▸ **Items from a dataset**

------------------------------------------------------------

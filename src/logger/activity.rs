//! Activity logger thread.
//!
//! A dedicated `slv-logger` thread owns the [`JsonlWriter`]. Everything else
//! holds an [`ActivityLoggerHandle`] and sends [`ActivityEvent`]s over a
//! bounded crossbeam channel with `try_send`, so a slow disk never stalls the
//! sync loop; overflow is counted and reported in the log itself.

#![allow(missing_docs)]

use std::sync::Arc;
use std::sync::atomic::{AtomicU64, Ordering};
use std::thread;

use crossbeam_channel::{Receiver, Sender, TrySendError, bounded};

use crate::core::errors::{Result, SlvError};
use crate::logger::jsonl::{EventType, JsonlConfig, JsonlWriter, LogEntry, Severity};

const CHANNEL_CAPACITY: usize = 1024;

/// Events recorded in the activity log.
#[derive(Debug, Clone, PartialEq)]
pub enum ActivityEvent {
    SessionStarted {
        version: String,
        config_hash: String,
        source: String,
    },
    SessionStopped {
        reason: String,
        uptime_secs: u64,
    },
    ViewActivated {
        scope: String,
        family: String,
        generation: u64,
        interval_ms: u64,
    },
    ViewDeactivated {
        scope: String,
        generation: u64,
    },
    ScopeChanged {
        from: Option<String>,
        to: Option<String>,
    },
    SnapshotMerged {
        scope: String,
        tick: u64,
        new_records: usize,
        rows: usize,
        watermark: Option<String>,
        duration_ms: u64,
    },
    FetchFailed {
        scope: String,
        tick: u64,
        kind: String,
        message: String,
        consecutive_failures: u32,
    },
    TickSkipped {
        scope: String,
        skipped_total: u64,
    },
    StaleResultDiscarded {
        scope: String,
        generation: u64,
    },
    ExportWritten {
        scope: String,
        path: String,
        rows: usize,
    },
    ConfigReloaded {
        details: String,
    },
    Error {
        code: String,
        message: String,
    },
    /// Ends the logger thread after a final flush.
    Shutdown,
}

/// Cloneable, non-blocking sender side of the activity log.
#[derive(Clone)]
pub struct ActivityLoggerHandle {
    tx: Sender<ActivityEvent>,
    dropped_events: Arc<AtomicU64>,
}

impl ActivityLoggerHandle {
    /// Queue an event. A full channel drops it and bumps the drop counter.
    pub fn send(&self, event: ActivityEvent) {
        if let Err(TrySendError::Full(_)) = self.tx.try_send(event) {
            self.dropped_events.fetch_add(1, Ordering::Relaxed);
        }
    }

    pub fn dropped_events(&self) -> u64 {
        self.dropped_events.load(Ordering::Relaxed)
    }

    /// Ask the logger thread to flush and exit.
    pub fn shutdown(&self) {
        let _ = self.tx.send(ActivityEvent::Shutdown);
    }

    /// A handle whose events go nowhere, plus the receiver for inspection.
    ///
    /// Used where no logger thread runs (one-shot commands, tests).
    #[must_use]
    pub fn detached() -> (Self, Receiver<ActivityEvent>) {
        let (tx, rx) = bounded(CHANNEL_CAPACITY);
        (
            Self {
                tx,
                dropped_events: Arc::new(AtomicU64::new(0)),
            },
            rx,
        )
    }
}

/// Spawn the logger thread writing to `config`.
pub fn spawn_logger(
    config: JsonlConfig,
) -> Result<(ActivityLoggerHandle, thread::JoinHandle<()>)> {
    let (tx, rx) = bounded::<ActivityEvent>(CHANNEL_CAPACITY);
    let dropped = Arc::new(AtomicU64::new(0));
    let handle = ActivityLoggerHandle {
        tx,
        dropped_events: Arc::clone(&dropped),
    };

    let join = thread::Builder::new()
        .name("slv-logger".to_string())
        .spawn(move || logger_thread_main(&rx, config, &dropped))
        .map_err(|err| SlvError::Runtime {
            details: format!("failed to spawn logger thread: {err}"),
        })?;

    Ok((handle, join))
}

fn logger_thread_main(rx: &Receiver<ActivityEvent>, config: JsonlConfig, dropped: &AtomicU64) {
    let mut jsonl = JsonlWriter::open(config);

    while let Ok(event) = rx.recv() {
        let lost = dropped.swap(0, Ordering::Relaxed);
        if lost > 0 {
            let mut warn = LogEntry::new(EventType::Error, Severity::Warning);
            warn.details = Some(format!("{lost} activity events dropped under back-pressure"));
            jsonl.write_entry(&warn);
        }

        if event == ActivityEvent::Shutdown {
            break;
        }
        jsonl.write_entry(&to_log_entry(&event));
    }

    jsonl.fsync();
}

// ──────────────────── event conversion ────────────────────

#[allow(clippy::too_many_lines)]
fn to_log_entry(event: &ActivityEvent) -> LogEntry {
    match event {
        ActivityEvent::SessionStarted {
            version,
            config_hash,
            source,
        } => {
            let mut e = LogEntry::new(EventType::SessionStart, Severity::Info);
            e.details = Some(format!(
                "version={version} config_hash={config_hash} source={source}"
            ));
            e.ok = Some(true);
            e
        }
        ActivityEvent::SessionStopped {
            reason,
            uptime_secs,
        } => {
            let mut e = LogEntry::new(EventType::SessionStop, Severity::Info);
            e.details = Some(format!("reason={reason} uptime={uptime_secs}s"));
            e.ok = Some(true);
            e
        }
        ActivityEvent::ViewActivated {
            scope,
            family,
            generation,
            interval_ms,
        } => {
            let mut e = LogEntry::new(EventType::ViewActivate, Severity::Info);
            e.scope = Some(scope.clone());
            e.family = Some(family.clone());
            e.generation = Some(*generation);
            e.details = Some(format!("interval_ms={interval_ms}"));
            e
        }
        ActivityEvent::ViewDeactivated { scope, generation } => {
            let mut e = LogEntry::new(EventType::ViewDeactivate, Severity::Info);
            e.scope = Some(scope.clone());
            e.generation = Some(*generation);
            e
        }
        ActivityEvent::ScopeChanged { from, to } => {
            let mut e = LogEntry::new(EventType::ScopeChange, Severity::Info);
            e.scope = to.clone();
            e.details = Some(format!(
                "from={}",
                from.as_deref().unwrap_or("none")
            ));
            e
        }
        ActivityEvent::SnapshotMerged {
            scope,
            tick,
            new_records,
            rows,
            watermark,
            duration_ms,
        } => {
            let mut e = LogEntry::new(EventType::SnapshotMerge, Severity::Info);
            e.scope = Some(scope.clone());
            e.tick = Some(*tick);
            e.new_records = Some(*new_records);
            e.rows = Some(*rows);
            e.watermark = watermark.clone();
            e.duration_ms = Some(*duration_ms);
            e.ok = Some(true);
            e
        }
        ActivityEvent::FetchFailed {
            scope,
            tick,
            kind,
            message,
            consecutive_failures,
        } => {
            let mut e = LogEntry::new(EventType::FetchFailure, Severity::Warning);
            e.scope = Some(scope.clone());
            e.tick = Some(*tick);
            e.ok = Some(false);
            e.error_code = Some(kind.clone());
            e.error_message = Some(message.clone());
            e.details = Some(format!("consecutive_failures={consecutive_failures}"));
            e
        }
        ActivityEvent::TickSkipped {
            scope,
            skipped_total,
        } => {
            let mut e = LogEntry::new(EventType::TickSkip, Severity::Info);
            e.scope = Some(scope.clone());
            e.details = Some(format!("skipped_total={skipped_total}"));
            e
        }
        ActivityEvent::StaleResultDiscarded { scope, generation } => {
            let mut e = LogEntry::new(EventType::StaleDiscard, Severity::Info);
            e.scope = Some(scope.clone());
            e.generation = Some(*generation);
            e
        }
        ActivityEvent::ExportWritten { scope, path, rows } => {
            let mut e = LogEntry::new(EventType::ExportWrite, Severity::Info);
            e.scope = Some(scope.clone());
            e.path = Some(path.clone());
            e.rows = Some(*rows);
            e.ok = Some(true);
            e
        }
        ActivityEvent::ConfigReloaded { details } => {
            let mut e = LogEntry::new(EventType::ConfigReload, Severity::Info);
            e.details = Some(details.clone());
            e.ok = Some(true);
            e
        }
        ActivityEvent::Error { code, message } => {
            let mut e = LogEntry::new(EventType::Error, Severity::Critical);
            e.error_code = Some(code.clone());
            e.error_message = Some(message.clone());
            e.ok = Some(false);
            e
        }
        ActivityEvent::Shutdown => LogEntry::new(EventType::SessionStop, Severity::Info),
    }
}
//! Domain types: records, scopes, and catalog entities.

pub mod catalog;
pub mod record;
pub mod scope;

------------------------------------------------------------

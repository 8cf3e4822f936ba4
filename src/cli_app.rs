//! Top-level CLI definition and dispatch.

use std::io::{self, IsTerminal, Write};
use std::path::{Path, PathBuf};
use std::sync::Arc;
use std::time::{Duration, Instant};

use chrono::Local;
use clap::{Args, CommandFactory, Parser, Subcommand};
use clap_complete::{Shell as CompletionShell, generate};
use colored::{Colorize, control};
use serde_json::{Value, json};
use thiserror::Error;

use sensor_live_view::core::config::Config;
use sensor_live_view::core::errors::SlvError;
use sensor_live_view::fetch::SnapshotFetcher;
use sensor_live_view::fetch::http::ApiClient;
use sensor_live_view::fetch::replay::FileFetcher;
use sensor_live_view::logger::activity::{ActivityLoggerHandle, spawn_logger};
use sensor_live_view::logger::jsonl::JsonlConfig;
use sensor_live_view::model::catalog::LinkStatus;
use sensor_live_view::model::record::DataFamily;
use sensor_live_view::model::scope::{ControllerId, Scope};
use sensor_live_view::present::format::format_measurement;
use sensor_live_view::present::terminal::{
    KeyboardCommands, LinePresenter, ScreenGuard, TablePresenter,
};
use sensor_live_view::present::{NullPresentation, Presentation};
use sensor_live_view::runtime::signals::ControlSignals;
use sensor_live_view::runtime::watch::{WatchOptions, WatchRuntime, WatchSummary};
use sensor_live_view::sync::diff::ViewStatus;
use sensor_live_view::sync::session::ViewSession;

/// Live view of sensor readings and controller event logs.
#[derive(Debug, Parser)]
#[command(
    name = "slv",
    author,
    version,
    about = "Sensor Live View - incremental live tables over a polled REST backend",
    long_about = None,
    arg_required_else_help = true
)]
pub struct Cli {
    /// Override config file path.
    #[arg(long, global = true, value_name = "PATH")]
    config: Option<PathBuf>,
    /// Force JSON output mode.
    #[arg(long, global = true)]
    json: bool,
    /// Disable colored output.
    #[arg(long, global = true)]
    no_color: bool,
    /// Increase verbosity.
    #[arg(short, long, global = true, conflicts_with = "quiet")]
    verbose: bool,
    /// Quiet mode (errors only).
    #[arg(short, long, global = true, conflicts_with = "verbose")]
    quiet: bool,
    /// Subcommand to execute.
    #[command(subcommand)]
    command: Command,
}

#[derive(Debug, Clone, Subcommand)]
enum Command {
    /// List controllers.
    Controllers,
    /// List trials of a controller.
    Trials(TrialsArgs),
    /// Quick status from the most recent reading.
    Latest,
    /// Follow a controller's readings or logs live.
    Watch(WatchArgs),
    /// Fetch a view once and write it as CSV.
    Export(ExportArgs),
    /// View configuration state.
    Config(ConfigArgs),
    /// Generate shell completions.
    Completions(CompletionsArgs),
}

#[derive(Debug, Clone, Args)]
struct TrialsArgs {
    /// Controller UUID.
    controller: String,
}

------------------------------------------------------------

Reproduce every line from the entries that holds the word "catalog".

//! Domain types: records, scopes, and catalog entities.
pub mod catalog;
use sensor_live_view::model::catalog::LinkStatus;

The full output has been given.